In Breve
- Qual è l'importanza delle Coppe europee per i club italiani?
- Le Coppe europee rappresentano tra il 15% e il 20% del fatturato della Serie A.
- Quanto possono guadagnare i club italiani dalle Coppe europee?
- I ricavi stimati possono arrivare fino a 450 milioni di euro.
- Quali squadre italiane partecipano alle Coppe europee?
- Le squadre italiane in competizione includono Inter, Roma, Napoli, Como, Juventus e Milan.
La partecipazione alle Coppe europee è diventata fondamentale per l’equilibrio finanziario dei club italiani. I premi economici della UEFA rappresentano attualmente tra il 15% e il 20% del fatturato della Serie A, con una somma che si stima possa raggiungere i 450 milioni di euro, considerando anche i proventi delle gare casalinghe.
Il 27 agosto, l’urna di Montecarlo determinerà gli accoppiamenti per le squadre italiane in Champions League, tra cui Inter, Roma, Napoli e Como. Il giorno successivo, Milan e Juventus conosceranno i loro avversari in Europa League. Inoltre, l’Atalanta sarà impegnata in uno spareggio per accedere alla Conference League contro l’Hapoel Tel Aviv.
Per la stagione 2026/27, i ricavi lordi attesi dalla UEFA per Champions League, Europa League, Conference e Supercoppa si avvicinano a 4,4 miliardi di euro. Dopo aver dedotto costi organizzativi, solidarietà e accantonamenti, oltre 3,3 miliardi saranno distribuiti ai club partecipanti. La Champions League riceverà la quota maggiore, pari a 2,47 miliardi di euro, seguita dall’Europa League con 565 milioni e dalla Conference League con 285 milioni.
La ripartizione dei premi UEFA segue tre direttrici principali: il bonus di partecipazione, che rappresenta il 27,5% del montepremi, pari a 18,6 milioni per ciascuno dei 36 club della Champions; i bonus legati a vittorie (2,1 milioni a match) e pareggi (700mila euro), e il cosiddetto value pillar, che incorpora il valore del mercato televisivo nazionale e il ranking dei club, per un totale di 853 milioni (35%).
In base a queste direttive, l’Inter dovrebbe ricevere circa 56 milioni, la Roma poco meno di 50 milioni, il Napoli 43 milioni e il Como circa 35 milioni. In uno scenario negativo, senza qualificazione alla fase a eliminazione diretta, le quattro squadre italiane in Champions potrebbero incassare poco meno di 190 milioni. A questo si aggiungerebbero 30-35 milioni derivanti dalla partecipazione di Juventus e Milan all’Europa League, per un totale che supera i 215 milioni.

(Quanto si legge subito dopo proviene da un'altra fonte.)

// Edge Engine — Inference Router
//
// infer(task_type, input, allow_remote) walks three tiers and returns the
// first usable answer:
//
//   1. local model registered for the task (bounded, panic-isolated)
//   2. remote inference, if allowed, ONLINE, and the catalog does not pin
//      the task to heuristic fallback
//   3. rule-based heuristic: unconditional
//
// Every failure moves to the next tier. The result always carries a
// confidence in [0,1] and the measured wall time of the whole call.
//
// Capability-aware routing: when the probe reported device memory, a local
// model whose catalog footprint exceeds it is skipped.

pub mod catalog;
pub mod heuristics;

pub use catalog::ModelCatalog;

use crate::atoms::traits::{EdgeBackend, LocalModel};
use crate::atoms::types::{
    DeviceCapabilities, FallbackStrategy, InferenceResult, InferenceSource, LocalPrediction,
    RemoteInferenceRequest,
};
use crate::engine::config::InferenceConfig;
use crate::engine::connectivity::ConnectivityMonitor;
use crate::engine::http::bounded;
use futures::FutureExt;
use log::{debug, info, warn};
use parking_lot::RwLock;
use serde_json::Value;
use std::collections::HashMap;
use std::panic::AssertUnwindSafe;
use std::sync::Arc;
use std::time::{Duration, Instant};

const BYTES_PER_MB: u64 = 1024 * 1024;

pub struct InferenceRouter {
    local: RwLock<HashMap<String, Arc<dyn LocalModel>>>,
    catalog: Arc<ModelCatalog>,
    capabilities: RwLock<Option<DeviceCapabilities>>,
    backend: Arc<dyn EdgeBackend>,
    connectivity: Arc<ConnectivityMonitor>,
    device_id: String,
    config: InferenceConfig,
    local_timeout: Duration,
    request_timeout: Duration,
}

impl InferenceRouter {
    pub fn new(
        catalog: Arc<ModelCatalog>,
        backend: Arc<dyn EdgeBackend>,
        connectivity: Arc<ConnectivityMonitor>,
        device_id: String,
        config: InferenceConfig,
        local_timeout: Duration,
        request_timeout: Duration,
    ) -> Self {
        InferenceRouter {
            local: RwLock::new(HashMap::new()),
            catalog,
            capabilities: RwLock::new(None),
            backend,
            connectivity,
            device_id,
            config,
            local_timeout,
            request_timeout,
        }
    }

    /// Register (or replace) the local model for its task type.
    pub fn register_local(&self, model: Arc<dyn LocalModel>) {
        info!("[inference] Local model {} serves '{}'", model.id(), model.task_type());
        self.local.write().insert(model.task_type().to_string(), model);
    }

    pub fn unregister_local(&self, task_type: &str) -> bool {
        self.local.write().remove(task_type).is_some()
    }

    pub fn set_capabilities(&self, capabilities: DeviceCapabilities) {
        *self.capabilities.write() = Some(capabilities);
    }

    pub fn catalog(&self) -> &ModelCatalog {
        &self.catalog
    }

    /// Never fails. See module header for tier order.
    pub async fn infer(&self, task_type: &str, input: &Value, allow_remote: bool) -> InferenceResult {
        let started = Instant::now();

        // ── Tier 1: local model ──
        let local = self.local.read().get(task_type).cloned();
        if let Some(model) = local {
            if let Some(pred) = self.run_local(model.as_ref(), input).await {
                return finish(task_type, pred.output, pred.confidence, InferenceSource::Local,
                              Some(model.id().to_string()), started);
            }
        }

        // ── Tier 2: remote ──
        let pinned_to_heuristic =
            self.catalog.fallback_for(task_type) == FallbackStrategy::Heuristic;
        if allow_remote && !pinned_to_heuristic && self.connectivity.is_online() {
            let request = RemoteInferenceRequest {
                model_type: task_type.to_string(),
                input_data: input.clone(),
                device_id: self.device_id.clone(),
            };
            match bounded("remote inference", self.request_timeout, self.backend.infer(&request)).await {
                Ok(resp) if !resp.result.is_null() => {
                    return finish(task_type, resp.result, resp.confidence, InferenceSource::Remote,
                                  None, started);
                }
                Ok(_) => debug!("[inference] Remote returned no result for '{}'", task_type),
                Err(e) => debug!("[inference] Remote '{}' failed: {}", task_type, e),
            }
        }

        // ── Tier 3: heuristic ──
        let (output, confidence) = heuristics::heuristic(task_type, input);
        finish(task_type, output, confidence, InferenceSource::Heuristic, None, started)
    }

    /// Invoke a local model. `None` on skip, timeout, error, panic, or a
    /// null answer.
    async fn run_local(&self, model: &dyn LocalModel, input: &Value) -> Option<LocalPrediction> {
        if !self.fits_memory_budget(model.id()) {
            debug!("[inference] Skipping {}: footprint exceeds device memory", model.id());
            return None;
        }

        let guarded = AssertUnwindSafe(model.predict(input)).catch_unwind();
        match tokio::time::timeout(self.local_timeout, guarded).await {
            Ok(Ok(Ok(Some(pred)))) if !pred.output.is_null() => Some(pred),
            Ok(Ok(Ok(_))) => {
                debug!("[inference] {} had no answer", model.id());
                None
            }
            Ok(Ok(Err(e))) => {
                warn!("[inference] {} failed: {}", model.id(), e);
                None
            }
            Ok(Err(_)) => {
                warn!("[inference] {} panicked; falling through", model.id());
                None
            }
            Err(_) => {
                warn!("[inference] {} timed out after {}ms", model.id(), self.local_timeout.as_millis());
                None
            }
        }
    }

    fn fits_memory_budget(&self, model_id: &str) -> bool {
        if !self.config.respect_memory_budget {
            return true;
        }
        let memory = self
            .capabilities
            .read()
            .as_ref()
            .map(|c| c.compute.memory_bytes)
            .unwrap_or(0);
        let Some(descriptor) = self.catalog.get(model_id) else {
            return true;
        };
        // Unknown memory (0) never blocks a model.
        memory == 0 || descriptor.performance.memory_mb.saturating_mul(BYTES_PER_MB) <= memory
    }
}

fn finish(
    task_type: &str,
    output: Value,
    confidence: f64,
    source: InferenceSource,
    model_id: Option<String>,
    started: Instant,
) -> InferenceResult {
    let confidence = if confidence.is_finite() { confidence.clamp(0.0, 1.0) } else { 0.0 };
    let result = InferenceResult {
        task_type: task_type.to_string(),
        output,
        confidence,
        inference_time_ms: started.elapsed().as_secs_f64() * 1000.0,
        source,
        model_id,
    };
    debug!(
        "[inference] '{}' answered by {:?} (confidence {:.2}, {:.1}ms)",
        task_type, result.source, result.confidence, result.inference_time_ms
    );
    result
}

La scorsa stagione, i proventi complessivi per i club italiani hanno raggiunto i 250 milioni: l’Inter ha incassato 71 milioni, l’Atalanta 70 milioni, la Juventus 64 milioni e il Napoli 48 milioni. In uno scenario intermedio, i ricavi per le sei squadre italiane potrebbero collocarsi tra 300 e 360 milioni. In questo caso, l’Inter sfiorerebbe i 90 milioni, mentre Roma e Napoli si attesterebbero tra 65 e 80 milioni, con Juventus e Milan che potrebbero superare i 25 milioni ciascuna.
In uno scenario positivo, ad esempio con l’Inter in semifinale o finale, almeno due club italiani agli ottavi di Champions e una finalista in Europa League, il bottino complessivo potrebbe salire a 400-450 milioni, con l’Inter che si avvicinerebbe ai 120 milioni. A questi introiti si aggiungono gli incassi da stadio: le quattro gare casalinghe garantite nella fase a gironi per ciascuna delle sei squadre possono portare entrate tra 15 e 20 milioni per i club con stadi di maggiore capienza, per un totale che supera i 100 milioni.